===== Record excerpts =====

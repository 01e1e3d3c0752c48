//! SKE - Kubernetes engine for host-based clusters
//!
//! SKE takes a cluster description (a list of hosts, each tagged with one or more
//! roles) and turns it into running Kubernetes components on those hosts.
//!
//! # Architecture
//!
//! Provisioning happens in two phases:
//! - The cluster description is validated as a whole before any host is touched
//! - Each role plane (etcd, control, worker) is converged through the same
//!   fail-fast sequencer, one stage of hosts at a time
//!
//! # Modules
//!
//! - [`cluster`] - Cluster description, role topology and validation
//! - [`hosts`] - The [`hosts::HostAgent`] capability and the agents shipped with SKE
//! - [`services`] - Service definitions and the plane orchestrator
//! - [`addons`] - Addon manifest rendering (service mesh)
//! - [`logger`] - Logging capability injected into the orchestrator
//! - [`retry`] - Exponential backoff for transient host failures
//! - [`error`] - Error types

#![deny(missing_docs)]

pub mod addons;
pub mod cluster;
pub mod error;
pub mod hosts;
pub mod logger;
pub mod retry;
pub mod services;

pub use error::Error;

/// Result type alias using our custom Error type
pub type Result<T> = std::result::Result<T, Error>;

// =============================================================================
// Default Configuration Constants
// =============================================================================
// Defaults applied to absent fields of the cluster description. Explicitly
// empty values are kept so validation can reject them.

/// The only authentication strategy currently supported
pub const DEFAULT_AUTH_STRATEGY: &str = "x509";

/// Network plugin used when the cluster description doesn't choose one
pub const DEFAULT_NETWORK_PLUGIN: &str = "canal";

/// Ingress controller deployed by default
pub const DEFAULT_INGRESS_CONTROLLER: &str = "nginx";

/// Sentinel used to disable the ingress controller or the service mesh
pub const NONE_PROVIDER: &str = "none";

/// Service mesh provider used when the cluster description doesn't choose one
pub const DEFAULT_SERVICE_MESH_PROVIDER: &str = NONE_PROVIDER;

/// Default range for Kubernetes service cluster IPs
pub const DEFAULT_SERVICE_CLUSTER_IP_RANGE: &str = "10.43.0.0/16";

/// Default pod network CIDR
pub const DEFAULT_CLUSTER_CIDR: &str = "10.42.0.0/16";

/// Default address of the cluster DNS service
pub const DEFAULT_CLUSTER_DNS_SERVER: &str = "10.43.0.10";

/// Default cluster DNS domain
pub const DEFAULT_CLUSTER_DOMAIN: &str = "cluster.local";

=====

# Directions
Write out exactly the lines above between the line with "pub const DEFAULT_NETWORK_PLUGIN: &str" and the line with "pub const DEFAULT_SERVICE_MESH_PROVIDER: &str", inclusive, and nothing beyond them.

# Solved problem
pub const DEFAULT_NETWORK_PLUGIN: &str = "canal";

/// Ingress controller deployed by default
pub const DEFAULT_INGRESS_CONTROLLER: &str = "nginx";

/// Sentinel used to disable the ingress controller or the service mesh
pub const NONE_PROVIDER: &str = "none";

/// Service mesh provider used when the cluster description doesn't choose one
pub const DEFAULT_SERVICE_MESH_PROVIDER: &str = NONE_PROVIDER;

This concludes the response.